§ What the task requires
Of the lines below, write out exactly those from the line with "pub mod state;" through the line with "let cli = match", both included, and skip the rest.

+ + + +

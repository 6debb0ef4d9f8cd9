//! Command-line interface

pub mod commands;
pub mod output;

use crate::core::WorkflowError;
use clap::error::ErrorKind;
use clap::Parser;
use commands::SettingsArgs;
use std::ffi::OsString;

/// Upload an app build to Testinium, run a test plan and evaluate its report
#[derive(Debug, Parser, Clone)]
#[command(name = "testinium-pipeline")]
#[command(author = "Pipeline Contributors")]
#[command(version = "0.1.0")]
#[command(about = "Run a Testinium test plan against a freshly built app", long_about = None)]
pub struct Cli {
    #[command(flatten)]
    pub settings: SettingsArgs,

    /// Only resolve and validate the inputs, without calling the API
    #[arg(long)]
    pub validate: bool,

    /// Enable verbose logging
    #[arg(short, long)]
    pub verbose: bool,
}

impl Cli {
    /// Parse CLI arguments from environment
    pub fn try_from_args() -> Result<Self, clap::Error> {
        <Self as Parser>::try_parse()
    }

    /// Parse CLI arguments from a slice
    pub fn try_parse_from<I, T>(itr: I) -> Result<Self, clap::Error>
    where
        I: IntoIterator<Item = T>,
        T: Into<OsString> + Clone,
    {
        <Self as Parser>::try_parse_from(itr)
    }
}

/// Classify a parse error
///
/// Help and version requests are not failures and yield `None`.
pub fn parse_failure(err: &clap::Error) -> Option<WorkflowError> {
    match err.kind() {
        ErrorKind::DisplayHelp
        | ErrorKind::DisplayVersion
        | ErrorKind::DisplayHelpOnMissingArgumentOrSubcommand => None,
        _ => Some(WorkflowError::Config(err.kind().to_string())),
    }
}
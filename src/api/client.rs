//! API client configuration

/// Default REST API base URL
pub const DEFAULT_API_URL: &str = "https://testinium.io/Testinium.RestApi/api";

/// Default OAuth token endpoint
pub const DEFAULT_AUTH_URL: &str = "https://account.testinium.com/uaa/oauth/token";

/// OAuth client the token endpoint expects for password grants
const DEFAULT_CLIENT_ID: &str = "testiniumSuiteTrustedClient";
const DEFAULT_CLIENT_SECRET: &str = "testiniumSuiteSecretKey";

/// Configuration for the API client
#[derive(Debug, Clone)]
pub struct ApiClientConfig {
    /// Base URL of the REST API, without a trailing slash
    pub api_url: String,

    /// OAuth token endpoint
    pub auth_url: String,

    /// OAuth client id sent with the password grant
    pub client_id: String,

    /// OAuth client secret sent with the password grant
    pub client_secret: String,

    /// Timeout for a single request in seconds
    pub timeout_secs: u64,
}

impl Default for ApiClientConfig {
    fn default() -> Self {
        Self {
            api_url: DEFAULT_API_URL.to_string(),
            auth_url: DEFAULT_AUTH_URL.to_string(),
            client_id: DEFAULT_CLIENT_ID.to_string(),
            client_secret: DEFAULT_CLIENT_SECRET.to_string(),
            timeout_secs: 300,
        }
    }
}

impl ApiClientConfig {
    pub fn new() -> Self {
        Self::default()
    }

    pub fn with_api_url(mut self, api_url: impl Into<String>) -> Self {
        self.api_url = api_url.into().trim_end_matches('/').to_string();
        self
    }

    pub fn with_auth_url(mut self, auth_url: impl Into<String>) -> Self {
        self.auth_url = auth_url.into();
        self
    }

    pub fn with_timeout(mut self, timeout_secs: u64) -> Self {
        self.timeout_secs = timeout_secs;
        self
    }

    /// Absolute URL of an API path
    pub fn endpoint(&self, path: &str) -> String {
        format!("{}/{}", self.api_url, path.trim_start_matches('/'))
    }
}
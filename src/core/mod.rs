//! Core domain models
//!
//! This module defines the configuration, run state and remote data
//! structures shared by the API client and the workflow engine.

pub mod config;
pub mod context;
pub mod error;
pub mod project;
pub mod report;
pub mod state;

pub use config::*;
pub use context::*;
pub use error::WorkflowError;
pub use project::*;
pub use report::ResultSummary;
pub use state::*;
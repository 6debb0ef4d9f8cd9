use anyhow::{Context, Result};
use testinium_pipeline::api::TestiniumHttpClient;
use testinium_pipeline::cli::commands::ResolvedSettings;
use testinium_pipeline::cli::output::*;
use testinium_pipeline::cli::{parse_failure, Cli};
use testinium_pipeline::core::{RunContext, WorkflowError};
use testinium_pipeline::execution::{exit_code, WorkflowOrchestrator};
use tracing_subscriber::{EnvFilter, FmtSubscriber};

#[tokio::main]
async fn main() {
    let cli = match Cli::try_from_args() {
        Ok(cli) => cli,
        Err(err) => {
            let _ = err.print();
            std::process::exit(parse_failure(&err).map_or(0, |failure| failure.exit_code()));
        }
    };

    if let Err(err) = init_logging(cli.verbose) {
        std::process::exit(report_failure(&WorkflowError::Config(format!("{:#}", err))));
    }

    let code = run(&cli).await;
    std::process::exit(code);
}

fn init_logging(verbose: bool) -> Result<()> {
    let default_level = if verbose { "debug" } else { "warn" };
    let filter =
        EnvFilter::try_from_default_env().unwrap_or_else(|_| EnvFilter::new(default_level));
    let subscriber = FmtSubscriber::builder()
        .with_env_filter(filter)
        .with_writer(std::io::stderr)
        .finish();
    tracing::subscriber::set_global_default(subscriber)
        .context("Failed to set logging subscriber")
}

async fn run(cli: &Cli) -> i32 {
    let settings = match cli.settings.resolve() {
        Ok(settings) => settings,
        Err(err) => return report_failure(&err),
    };

    if cli.validate {
        print_settings(&settings);
        return 0;
    }

    let client = match TestiniumHttpClient::new(settings.api) {
        Ok(client) => client,
        Err(err) => {
            return report_failure(&WorkflowError::Config(format!(
                "cannot create HTTP client: {}",
                err
            )))
        }
    };

    let mut orchestrator = WorkflowOrchestrator::new(client, settings.run);
    orchestrator.add_event_handler(|event| println!("{}", format_workflow_event(event)));

    let mut ctx = RunContext::new();
    let result = orchestrator.run(&mut ctx).await;

    if !ctx.stages.is_empty() {
        println!("\n{}", format_stage_table(&ctx));
    }

    match &result {
        Ok(verdict) => println!(
            "\n{} Plan execution was successful: {}",
            CHECK,
            format_verdict(verdict)
        ),
        Err(err) => {
            report_failure(err);
        }
    }

    exit_code(&result)
}

fn report_failure(err: &WorkflowError) -> i32 {
    let headline = if err.is_test_failure() {
        "Plan execution was not successful"
    } else {
        "Pipeline step failed"
    };
    eprintln!("\n{} {}", CROSS, style(headline).red().bold());
    eprintln!("  {}", style(err).red());
    err.exit_code()
}

fn print_settings(settings: &ResolvedSettings) {
    let run = &settings.run;
    println!("{} Configuration is valid!", CHECK);
    println!("  App: {}", style(run.app_path.display()).bold());
    println!("  Platform: {}", style(run.platform).cyan());
    println!("  Plan: {}  Project: {}", style(&run.plan_id).cyan(), style(&run.project_id).cyan());
    println!(
        "  Timeout: {}  Attempts per call: {}  Poll interval: {}",
        style(format_duration(run.timeout)).cyan(),
        style(run.max_attempts).cyan(),
        style(format_duration(run.poll_interval)).cyan()
    );
    if run.max_failure_percentage > 0 {
        println!("  Max fail percentage: {}%", style(run.max_failure_percentage).cyan());
    } else {
        println!("  {} Failure threshold disabled", WARN);
    }
    match &run.output_file {
        Some(path) => println!("  Output file: {}", style(path.display()).dim()),
        None => println!("  {} No output file, result counters will not be persisted", INFO),
    }
    println!("  API: {}", style(&settings.api.api_url).dim());
}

+ + + +

§ Written response
pub mod state;

pub use config::*;
pub use context::*;
pub use error::WorkflowError;
pub use project::*;
pub use report::ResultSummary;
pub use state::*;
repository 6debb0ef4d9f8cd9
use anyhow::{Context, Result};
use testinium_pipeline::api::TestiniumHttpClient;
use testinium_pipeline::cli::commands::ResolvedSettings;
use testinium_pipeline::cli::output::*;
use testinium_pipeline::cli::{parse_failure, Cli};
use testinium_pipeline::core::{RunContext, WorkflowError};
use testinium_pipeline::execution::{exit_code, WorkflowOrchestrator};
use tracing_subscriber::{EnvFilter, FmtSubscriber};

#[tokio::main]
async fn main() {
    let cli = match Cli::try_from_args() {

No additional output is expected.